Baltimore experimental band Great Pooba Subway, performing at the 1972 Read Street Fun Festival. (Photo by Morris Denmark)
In the history of the Baltimore music scene, few bands have been as bizarre and irreverent as Great Pooba Subway.
The group was founded by David Wilcox, a Baltimore native and Maryland Institute College of Art student who wanted to have his own band — but couldn’t play an instrument or sing. But he wasn’t going to let such minor details stop him.
Wilcox brought together a group of like-minded artists with similar talents under the name Great Pooba Subway — a parody of Grand Funk Railroad. Great Pooba Subway was less of a band and more of an exercise in sound and performance art. Band members would trade instruments on stage, because none of them knew how to properly play — except for one.
“We had a drummer who was actually an excellent drummer,” Wilcox remembered, “trained in paradiddles and jazz or whatever. So as long as there was a beat going, we were a rock ‘n’ roll band.”

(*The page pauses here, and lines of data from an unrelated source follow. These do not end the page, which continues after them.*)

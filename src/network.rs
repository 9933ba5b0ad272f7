//! The fixed 3-layer classifier: LINEAR -> RELU -> LINEAR -> RELU -> LINEAR -> SIGMOID.
//!
//! Inputs are column-major: `X` has shape `(n_x, m)` and `Y` has shape `(1, m)`.
use crate::activations::{relu, sigmoid, Activation, ReLU};
use crate::config::TrainConfig;
use crate::cost::{compute_cost, compute_cost_with_regularization};
use crate::matrix::{self, Matrix};
use crate::params::{initialize_parameters_with_seed, Parameters};
use anyhow::{anyhow, Result};
use log::{debug, info};

/// Intermediate values of [`forward_propagation`], consumed by the backward pass.
#[derive(Debug, Clone, PartialEq)]
pub struct Cache {
    pub z1: Matrix,
    pub a1: Matrix,
    pub w1: Matrix,
    pub b1: Vec<f64>,
    pub z2: Matrix,
    pub a2: Matrix,
    pub w2: Matrix,
    pub b2: Vec<f64>,
    pub z3: Matrix,
    pub a3: Matrix,
    pub w3: Matrix,
    pub b3: Vec<f64>,
}

/// Gradients with respect to every parameter, activation and pre-activation.
#[derive(Debug, Clone, PartialEq)]
pub struct Gradients {
    pub dz3: Matrix,
    pub dw3: Matrix,
    pub db3: Vec<f64>,
    pub da2: Matrix,
    pub dz2: Matrix,
    pub dw2: Matrix,
    pub db2: Vec<f64>,
    pub da1: Matrix,
    pub dz1: Matrix,
    pub dw1: Matrix,
    pub db1: Vec<f64>,
}

impl Gradients {
    /// `(dW_l, db_l)` in layer order.
    pub fn layers(&self) -> [(&Matrix, &[f64]); 3] {
        [
            (&self.dw1, self.db1.as_slice()),
            (&self.dw2, self.db2.as_slice()),
            (&self.dw3, self.db3.as_slice()),
        ]
    }
}

fn linear(w: &[Vec<f64>], a_prev: &[Vec<f64>], b: &[f64]) -> Result<Matrix> {
    matrix::add_column(&matrix::dot(w, a_prev)?, b)
}

/// Forward pass; returns `A3` of shape `(1, m)` and the cache.
pub fn forward_propagation(x: &[Vec<f64>], params: &Parameters) -> Result<(Matrix, Cache)> {
    if params.num_layers() != 3 {
        return Err(anyhow!(
            "forward_propagation expects 3 layers, got {}",
            params.num_layers()
        ));
    }
    let (w1, b1) = (params.w(1), params.b(1));
    let (w2, b2) = (params.w(2), params.b(2));
    let (w3, b3) = (params.w(3), params.b(3));
    if w3.len() != 1 {
        return Err(anyhow!(
            "the output layer must have a single unit, got {}",
            w3.len()
        ));
    }

    let z1 = linear(w1, x, b1)?;
    let a1 = relu(&z1);
    let z2 = linear(w2, &a1, b2)?;
    let a2 = relu(&z2);
    let z3 = linear(w3, &a2, b3)?;
    let a3 = sigmoid(&z3);

    let cache = Cache {
        z1,
        a1,
        w1: w1.clone(),
        b1: b1.to_vec(),
        z2,
        a2,
        w2: w2.clone(),
        b2: b2.to_vec(),
        z3,
        a3: a3.clone(),
        w3: w3.clone(),
        b3: b3.to_vec(),
    };
    Ok((a3, cache))
}

/// `dA * 1[A > 0]`
fn relu_backward(da: &[Vec<f64>], a: &[Vec<f64>]) -> Result<Matrix> {
    matrix::zip_with(da, a, "relu_backward", |d, v| d * ReLU.derivative(v))
}

/// `1/m dZ A_prev^T + lambd/m W` and `1/m rowsum(dZ)`.
fn linear_grads(
    dz: &[Vec<f64>],
    a_prev: &[Vec<f64>],
    w: &[Vec<f64>],
    m: f64,
    lambd: f64,
) -> Result<(Matrix, Vec<f64>)> {
    let dw = matrix::scale(&matrix::dot(dz, &matrix::transpose(a_prev))?, 1.0 / m);
    let dw = if lambd != 0.0 {
        matrix::zip_with(&dw, w, "l2", |g, wv| g + lambd / m * wv)?
    } else {
        dw
    };
    let db = matrix::row_sums(dz).into_iter().map(|s| s / m).collect();
    Ok((dw, db))
}

/// Backward pass of the unregularized cross-entropy cost.
pub fn backward_propagation(x: &[Vec<f64>], y: &[Vec<f64>], cache: &Cache) -> Result<Gradients> {
    backward_propagation_with_regularization(x, y, cache, 0.0)
}

/// Backward pass of the L2-regularized cost: each `dW_l` gains `lambd/m * W_l`.
pub fn backward_propagation_with_regularization(
    x: &[Vec<f64>],
    y: &[Vec<f64>],
    cache: &Cache,
    lambd: f64,
) -> Result<Gradients> {
    let (_, m) = matrix::shape(x);
    if m == 0 {
        return Err(anyhow!("backward_propagation needs at least one example"));
    }
    if matrix::shape(y) != (1, m) {
        return Err(anyhow!(
            "Y has shape {:?}, expected (1, {})",
            matrix::shape(y),
            m
        ));
    }
    let m = m as f64;

    let dz3 = matrix::sub(&cache.a3, y)?;
    let (dw3, db3) = linear_grads(&dz3, &cache.a2, &cache.w3, m, lambd)?;

    let da2 = matrix::dot(&matrix::transpose(&cache.w3), &dz3)?;
    let dz2 = relu_backward(&da2, &cache.a2)?;
    let (dw2, db2) = linear_grads(&dz2, &cache.a1, &cache.w2, m, lambd)?;

    let da1 = matrix::dot(&matrix::transpose(&cache.w2), &dz2)?;
    let dz1 = relu_backward(&da1, &cache.a1)?;
    let (dw1, db1) = linear_grads(&dz1, x, &cache.w1, m, lambd)?;

    Ok(Gradients {
        dz3,
        dw3,
        db3,
        da2,
        dz2,
        dw2,
        db2,
        da1,
        dz1,
        dw1,
        db1,
    })
}

/// Gradient descent step: `W_l -= lr * dW_l`, `b_l -= lr * db_l`.
pub fn update_parameters(
    params: &mut Parameters,
    grads: &Gradients,
    learning_rate: f64,
) -> Result<()> {
    if params.num_layers() != 3 {
        return Err(anyhow!(
            "update_parameters expects 3 layers, got {}",
            params.num_layers()
        ));
    }
    for (l, (layer, (dw, db))) in params.layers().iter().zip(grads.layers()).enumerate() {
        if matrix::shape(&layer.weights) != matrix::shape(dw) || layer.bias.len() != db.len() {
            return Err(anyhow!("gradient shapes do not match layer {}", l + 1));
        }
    }
    for (layer, (dw, db)) in params.layers_mut().iter_mut().zip(grads.layers()) {
        // bias
        for (b, &g) in layer.bias.iter_mut().zip(db.iter()) {
            *b -= learning_rate * g;
        }
        // weights
        for (row, grad_row) in layer.weights.iter_mut().zip(dw) {
            for (w, &g) in row.iter_mut().zip(grad_row) {
                *w -= learning_rate * g;
            }
        }
    }
    Ok(())
}

/// Trained parameters and the cost recorded every 1000 iterations.
#[derive(Debug, Clone)]
pub struct TrainingReport {
    pub parameters: Parameters,
    pub costs: Vec<f64>,
}

impl TrainingReport {
    pub fn final_cost(&self) -> Option<f64> {
        self.costs.last().copied()
    }
}

/// Train `[n_x, hidden.., 1]` with full-batch gradient descent, optionally L2-regularized.
pub fn model(x: &[Vec<f64>], y: &[Vec<f64>], config: &TrainConfig) -> Result<TrainingReport> {
    config.validate()?;
    let (n_x, m) = matrix::shape(x);
    if n_x == 0 || m == 0 {
        return Err(anyhow!("Dataset is empty"));
    }
    let [h1, h2] = config.hidden_dims;
    let mut parameters = initialize_parameters_with_seed(&[n_x, h1, h2, 1], config.seed)?;
    info!(
        "training {} on {} examples (lr={}, lambd={}, iterations={})",
        parameters, m, config.learning_rate, config.lambd, config.num_iterations
    );

    let mut costs = Vec::new();
    for i in 0..config.num_iterations {
        let (a3, cache) = forward_propagation(x, &parameters)?;
        let cost = if config.lambd == 0.0 {
            compute_cost(&a3, y)?
        } else {
            compute_cost_with_regularization(&a3, y, &parameters, config.lambd)?
        };
        let grads = backward_propagation_with_regularization(x, y, &cache, config.lambd)?;
        update_parameters(&mut parameters, &grads, config.learning_rate)?;

        if i % 1000 == 0 {
            costs.push(cost);
            if config.print_cost && i % 10_000 == 0 {
                info!("Cost after iteration {}: {}", i, cost);
            } else {
                debug!("Cost after iteration {}: {}", i, cost);
            }
        }
    }
    Ok(TrainingReport { parameters, costs })
}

Great Pooba Subway’s first major gig was the Read Street Fun Festival in 1972. The band was backed by Marshall amps and a troupe of 10 dancers. They were introduced as being from England, and performed in front of a crowd of thousands.
“People actually told me years later that it affected their lives — and they were being completely honest with me,” Wilcox said. “They had never seen anything like it before.”
Affected their lives in a positive way?
“Well maybe not necessarily,” Wilcox admitted, “since a lot of them were on massive doses of LSD and had to be taken home to their parents.”
Great Pooba Subway carried on for about a year. They once played a cafeteria at the University of Maryland Baltimore County at lunchtime. They also performed for the opening of some John Waters films at the University of Baltimore.
After a while, Wilcox decided to make Great Pooba Subway more of a legitimate group.
“It wasn’t really working,” Wilcox said. “People were hating us. And we weren’t really getting too many more callbacks, like ‘Oh yeah, let’s get these guys.'”
In 1973, Wilcox formed Pooba, a six-piece with two guitarists, a bassist, drummer, keyboardist and Wilcox as singer. They delighted in antagonizing anybody who was crazy enough to see them live.
“Well there way, way too many drugs, I think,” Wilcox said, “and we were an adversarial type of band. We used to throw things at the audience. Tampons with ‘Pooba’ written on them — perfumed tampons. We passed out air sickness bags.”
One of Pooba’s most memorable gigs, Wilcox said, was at a club by the Washington Monument called the Schoolery.
“We decided to let off some Roman candles and M-80s, and the carpet caught on fire and the manager had to be held back by, like, six of our roadies to prevent me from being killed,” Wilcox said. “He assumed I was in charge or something.”
Neither Great Pooba Subway or Pooba formally released an album, but Pooba did have a song on a compilation record, “The Best of Baltimore’s Buried Bands.”
In 1975, Wilcox moved to California, where he lived for 18 months before returning to Baltimore. He was in a string of bands, including Pooba II and Rock Hard Peter.
When Roger and Leslie Anderson took over the Marble Bar in the late 1970s, they and Wilcox formed the Alcoholics. When the Alcoholics broke up, Wilcox was in Not the Alcoholics, Problem Pets and a group named Pang Pang, who never performed live but recorded all of their rehearsals for nine years.
Wilcox still performs, in the group Chelsea Graveyard, and even plays some Pooba songs. How would he describe Pooba to someone who never saw them in their heyday?
“A tribute to poor taste,” he said. “That was on our business card. That pretty much summed it up.”